Espagne : Un record historique de production renouvelable et un système plus propre
Les dernières statistiques officielles révèlent un changement d’échelle : l’Espagne a clôturé 2024 avec 148,999 GWh d’origine renouvelable, soit une augmentation d’un peu plus de 10 % par rapport à l’année précédente. C’est le chiffre annuel le plus élevé enregistré par Red Électrique et représente environ 56,8 % de l’ensemble du mix de génération électrique national.
Cette avancée ne résulte pas d’un seul facteur : la puissance installée des énergies renouvelables a fortement augmenté, et l’année 2024 a connu des conditions météorologiques très favorables, notamment pour l’hydraulique et le solaire photovoltaïque. Ainsi, la production hydraulique a crû d’environ 35,5 % par rapport à 2023, tandis que le solaire photovoltaïque a bondi de près de 18,9 %, établissant son sixième record annuel consécutif.

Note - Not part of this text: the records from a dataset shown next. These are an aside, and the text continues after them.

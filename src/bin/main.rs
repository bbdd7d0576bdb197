//! msvm Command Line Interface
//!
//! A command-line interface for training, evaluating, and using multi-class
//! SVM models with LibSVM and CSV data formats.

use clap::{Args, Parser, Subcommand, ValueEnum};
use env_logger::Env;
use log::{error, info, warn};
use msvm::api::{EvaluationMetrics, TrainedModel, SVM};
use msvm::core::Result;
use msvm::persistence::SerializableModel;
use msvm::{CSVDataset, Dataset, KernelParams, KernelRegistry, LibSVMDataset, TrainingSet};
use std::fs::File;
use std::io::{self, BufWriter, Write};
use std::path::{Path, PathBuf};
use std::process;

#[derive(Parser)]
#[command(name = "msvm")]
#[command(about = "Multi-class Support Vector Machine trained with SMO")]
#[command(version = env!("CARGO_PKG_VERSION"))]
struct Cli {
    #[command(subcommand)]
    command: Commands,

    /// Enable verbose output
    #[arg(short, long, global = true)]
    verbose: bool,

    /// Enable debug output
    #[arg(short, long, global = true)]
    debug: bool,
}

#[derive(Subcommand)]
enum Commands {
    /// Train a new SVM model
    Train(TrainArgs),
    /// Make predictions using a trained model
    Predict(PredictArgs),
    /// Evaluate a model on test data
    Evaluate(EvaluateArgs),
    /// Display model information
    Info(InfoArgs),
}

#[derive(ValueEnum, Clone, Copy, Debug, PartialEq)]
enum DataFormat {
    /// Guess from the file extension
    Auto,
    Libsvm,
    Csv,
}

#[derive(Args)]
struct TrainArgs {
    /// Training data file (LibSVM or CSV format)
    #[arg(long)]
    data: PathBuf,

    /// Output model file
    #[arg(short, long)]
    output: PathBuf,

    /// Data format
    #[arg(short, long, value_enum, default_value = "auto")]
    format: DataFormat,

    /// Kernel name: linear, polynomial, radial (rbf) or sigmoid
    #[arg(short, long, default_value = "linear")]
    kernel: String,

    /// Polynomial degree
    #[arg(long)]
    degree: Option<u32>,

    /// Kernel gamma
    #[arg(long)]
    gamma: Option<f64>,

    /// Kernel coef0
    #[arg(long)]
    coef0: Option<f64>,

    /// Regularization parameter C
    #[arg(short = 'C', long, default_value = "1.0")]
    c: f64,

    /// KKT tolerance
    #[arg(short, long, default_value = "0.001")]
    tolerance: f64,

    /// Minimum alpha change
    #[arg(short, long, default_value = "1e-12")]
    epsilon: f64,

    /// Initial bias of every machine
    #[arg(long, default_value = "1.0")]
    bias: f64,

    /// Train one machine per class pair instead of one per class
    #[arg(long)]
    pairwise: bool,

    /// Rescale scores to sum to one
    #[arg(long)]
    sum_to_one: bool,

    /// Normalize the training data first
    #[arg(long)]
    normalize: bool,

    /// Warn when a machine exceeds this many support vectors
    #[arg(long)]
    n_support: Option<usize>,

    /// Maximum outer sweeps per machine
    #[arg(long, default_value = "10000")]
    max_sweeps: usize,

    /// Kernel cache size in MB
    #[arg(long, default_value = "100")]
    cache_size: usize,

    /// Solve machines on worker threads
    #[arg(long)]
    parallel: bool,
}

#[derive(Args)]
struct PredictArgs {
    /// Trained model file
    #[arg(short, long)]
    model: PathBuf,

    /// Input data file
    #[arg(long)]
    data: PathBuf,

    /// Output predictions file (optional, prints to stdout if not specified)
    #[arg(short, long)]
    output: Option<PathBuf>,

    /// Data format
    #[arg(short, long, value_enum, default_value = "auto")]
    format: DataFormat,

    /// Show per-class scores
    #[arg(long)]
    scores: bool,
}

#[derive(Args)]
struct EvaluateArgs {
    /// Trained model file
    #[arg(short, long)]
    model: PathBuf,

    /// Test data file
    #[arg(long)]
    data: PathBuf,

    /// Data format
    #[arg(short, long, value_enum, default_value = "auto")]
    format: DataFormat,

    /// Show confusion matrix and per-class metrics
    #[arg(long)]
    detailed: bool,
}

#[derive(Args)]
struct InfoArgs {
    /// Model file
    model: PathBuf,
}

fn main() {
    let cli = Cli::parse();

    // Initialize logging
    let log_level = if cli.debug {
        "debug"
    } else if cli.verbose {
        "info"
    } else {
        "warn"
    };

    env_logger::Builder::from_env(Env::default().default_filter_or(log_level)).init();

    let result = match cli.command {
        Commands::Train(args) => train_command(args),
        Commands::Predict(args) => predict_command(args),
        Commands::Evaluate(args) => evaluate_command(args),
        Commands::Info(args) => info_command(args),
    };

    if let Err(e) = result {
        error!("Error: {e}");
        process::exit(1);
    }
}

fn train_command(args: TrainArgs) -> Result<()> {
    info!("Training SVM model from {:?}", args.data);

    let data = load_training_set(&args.data, args.format)?;
    info!(
        "Loaded {} samples with {} dimensions",
        data.len(),
        data.dim()
    );

    let mut kernel_params = KernelParams::new();
    kernel_params.degree = args.degree;
    kernel_params.gamma = args.gamma;
    kernel_params.coef0 = args.coef0;

    let registry = KernelRegistry::with_builtin();
    let mut svm = SVM::with_kernel_name(&registry, &args.kernel, &kernel_params)?
        .with_c(args.c)
        .with_tolerance(args.tolerance)
        .with_epsilon(args.epsilon)
        .with_bias(args.bias)
        .pairwise(args.pairwise)
        .sum_to_one(args.sum_to_one)
        .normalize_data(args.normalize)
        .with_max_sweeps(args.max_sweeps)
        .with_cache_size(args.cache_size * 1024 * 1024) // Convert MB to bytes
        .parallel(args.parallel);
    if let Some(n) = args.n_support {
        svm = svm.with_n_support(n);
    }

    let model = svm.train(&data)?;
    let info = model.info();
    info!(
        "Trained {} machines with {} support vectors",
        info.n_machines, info.n_support_vectors
    );
    for warning in &info.warnings {
        warn!("{warning}");
    }

    // Save model
    SerializableModel::from_trained_model(&model).save_to_file(&args.output)?;
    info!("Model saved to: {:?}", args.output);

    // Quick evaluation on training data
    let accuracy = model.evaluate(&data)?;
    info!("Training accuracy: {:.2}%", accuracy * 100.0);

    Ok(())
}

fn load_model(path: &Path) -> Result<(SerializableModel, TrainedModel<'static>)> {
    info!("Loading model from: {path:?}");
    let serializable = SerializableModel::load_from_file(path)?;
    let model = serializable.to_trained_model(&KernelRegistry::with_builtin())?;
    Ok((serializable, model))
}

fn predict_command(args: PredictArgs) -> Result<()> {
    let (_, model) = load_model(&args.model)?;

    info!("Loading prediction data from: {:?}", args.data);
    let data = load_dataset(&args.data, args.format, model.inner().dim())?;
    let predictions = model.predict_dataset(data.as_ref())?;

    let mut writer: Box<dyn Write> = match &args.output {
        Some(path) => Box::new(BufWriter::new(File::create(path)?)),
        None => Box::new(io::stdout().lock()),
    };

    writeln!(writer, "# Predictions for {} samples", predictions.len())?;
    writeln!(
        writer,
        "# Format: sample_index predicted_label{}",
        if args.scores { " class:score ..." } else { "" }
    )?;
    for (i, pred) in predictions.iter().enumerate() {
        write!(writer, "{} {}", i, pred.label)?;
        if args.scores {
            for (class, score) in &pred.scores {
                write!(writer, " {class}:{score:.6}")?;
            }
        }
        writeln!(writer)?;
    }
    writer.flush()?;

    if let Some(path) = args.output {
        info!("Predictions saved to: {path:?}");
    }
    Ok(())
}

fn evaluate_command(args: EvaluateArgs) -> Result<()> {
    let (serializable, model) = load_model(&args.model)?;

    info!("Loading test data from: {:?}", args.data);
    let data = load_dataset(&args.data, args.format, model.inner().dim())?;
    let metrics = model.evaluate_detailed(data.as_ref())?;

    // Show evaluation results
    println!("=== Model Evaluation ===");
    serializable.print_summary();

    println!("\nTest Results:");
    println!("  Samples:  {}", metrics.total());
    println!("  Accuracy: {:.2}%", metrics.accuracy() * 100.0);

    if args.detailed {
        print_detailed(&metrics);
    }

    Ok(())
}

fn print_detailed(metrics: &EvaluationMetrics) {
    println!("\nConfusion Matrix (rows: actual, columns: predicted):");
    print!("{:>8}", "");
    for class in &metrics.classes {
        print!("{class:>8}");
    }
    println!();
    for (class, row) in metrics.classes.iter().zip(&metrics.counts) {
        print!("{class:>8}");
        for count in row {
            print!("{count:>8}");
        }
        println!();
    }

    println!("\nPer-class Metrics:");
    for &class in &metrics.classes {
        println!(
            "  {class:>6}: precision {:.4}  recall {:.4}  f1 {:.4}",
            metrics.precision(class),
            metrics.recall(class),
            metrics.f1_score(class)
        );
    }
    println!("  Macro F1: {:.4}", metrics.macro_f1());
}

fn info_command(args: InfoArgs) -> Result<()> {
    let (serializable, model) = load_model(&args.model)?;

    serializable.print_summary();

    let info = model.info();
    println!("\nMachines:");
    for (m, machine) in serializable.machines.iter().enumerate() {
        let pair = match machine.negative {
            Some(negative) => format!("{} vs {}", machine.positive, negative),
            None => format!("{} vs rest", machine.positive),
        };
        println!(
            "  #{m}: {pair:<16} support vectors {:>5}  bias {:.6}",
            info.support_vectors_per_machine[m], info.biases[m]
        );
    }

    Ok(())
}

fn resolve_format(path: &Path, format: DataFormat) -> DataFormat {
    match format {
        DataFormat::Auto => detect_format(path),
        other => other,
    }
}

fn load_training_set(path: &Path, format: DataFormat) -> Result<TrainingSet> {
    match resolve_format(path, format) {
        DataFormat::Csv => CSVDataset::from_file(path)?.into_training_set(),
        _ => LibSVMDataset::from_file(path)?.into_training_set(),
    }
}

/// Load data for a model trained on `dim` features
fn load_dataset(path: &Path, format: DataFormat, dim: usize) -> Result<Box<dyn Dataset>> {
    match resolve_format(path, format) {
        DataFormat::Csv => Ok(Box::new(CSVDataset::from_file(path)?)),
        _ => {
            let data = LibSVMDataset::from_file(path)?;
            if data.dim() < dim {
                Ok(Box::new(data.pad_to(dim)?))
            } else {
                Ok(Box::new(data))
            }
        }
    }
}

fn detect_format(path: &Path) -> DataFormat {
    match path.extension().and_then(|ext| ext.to_str()) {
        Some("csv") => DataFormat::Csv,
        Some("libsvm") | Some("svm") => DataFormat::Libsvm,
        Some(_) => {
            warn!("Unknown file extension, assuming LibSVM format");
            DataFormat::Libsvm
        }
        None => {
            warn!("No file extension, assuming LibSVM format");
            DataFormat::Libsvm
        }
    }
}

Dans la répartition par technologies, l’éolien s’est maintenu comme la principale source de génération, avec une part de plus de 23 % du total national. Viennent ensuite l’énergie nucléaire, avec environ 20 %, la solaire photovoltaïque autour de 17 %, et les cycles combinés à gaz avec un peu plus de 13 %, suivis par l’hydraulique avec une contribution légèrement supérieure au même chiffre.
Cette poussée des renouvelables a un impact direct sur le climat : les émissions de CO₂ équivalent du secteur électrique ont atteint des niveaux historiquement bas, avoisinant les 27 millions de tonnes, soit une diminution d’environ 16-17 % par rapport à l’année précédente. Si l’on considère l’ensemble, environ 76-77 % de l’électricité générée en Espagne en 2024 était exempte d’émissions directes.
La dominance de la photovoltaïque en termes de puissance installée
En ce qui concerne la capacité installée, la photovoltaïque est devenue la technologie dominante dans le parc générateur espagnol. En 2024, environ 7,3 GW de nouvelle puissance renouvelable ont été intégrés, principalement photovoltaïque et éolienne, une somme sans précédent pour une seule année.
De ce total, environ 6 GW proviennent de nouvelles installations photovoltaïques, ce qui permet à cette technologie d’atteindre environ 25,1 % de la capacité totale de génération installée en Espagne. L’éolien a également progressé, ajoutant environ 1,3 GW supplémentaires, portant sa part à environ 24,9 % du parc générateur national.
Le paysage de puissance a également changé avec la fermeture définitive de la centrale thermique au charbon d’As Pontes, en Galice, qui a retiré environ 1,4 GW de capacité non renouvelable. Ainsi, fin 2024, l’Espagne comptait près de 129 GW de puissance totale installée, dont environ 66 % étaient déjà des énergies renouvelables.
La photovoltaïque est aujourd’hui la technologie renouvelable en plus forte croissance. Elle repose sur des panneaux convertissant la radiation solaire en électricité, pouvant être installés aussi bien dans de grandes centrales que sur des toits résidentiels, des entrepôts ou des parkings. Son coût a chuté radicalement au cours de la dernière décennie, renforçant sa compétitivité.
Parmi ses avantages, on notera son caractère inépuisable, la possibilité d’évoluer d’installations de petite taille à des parcs de grande envergure, ainsi que des coûts d’exploitation et de maintenance relativement bas. En revanche, elle dépend de l’ensoleillement (la production diminue en cas de temps nuageux ou pendant la nuit) et nécessite de l’espace, soit en surface soit dans les airs.
L’efficacité typique des modules commerciaux tourne autour de 15-22 %, bien que de nouvelles technologies tentent de dépasser ces valeurs. Pour que la photovoltaïque contribue à une énergie renouvelable stable tout au long de l’année, il est essentiel de l’accompagner de batteries, de pompages ou d’autres formes de stockage, ainsi que d’une bonne planification du réseau.
Énergie éolienne : Puissance abondante, mais dépendante du vent
L’éolien exploite l’énergie cinétique du vent à l’aide d’éoliennes terrestres ou maritimes. L’Espagne se classe parmi les leaders européens dans ce domaine, avec un parc éolien bien établit, apportant une part importante au mix annuel. Par ailleurs, des initiatives comme les enchères records d’énergie éolienne offshore se distinguent.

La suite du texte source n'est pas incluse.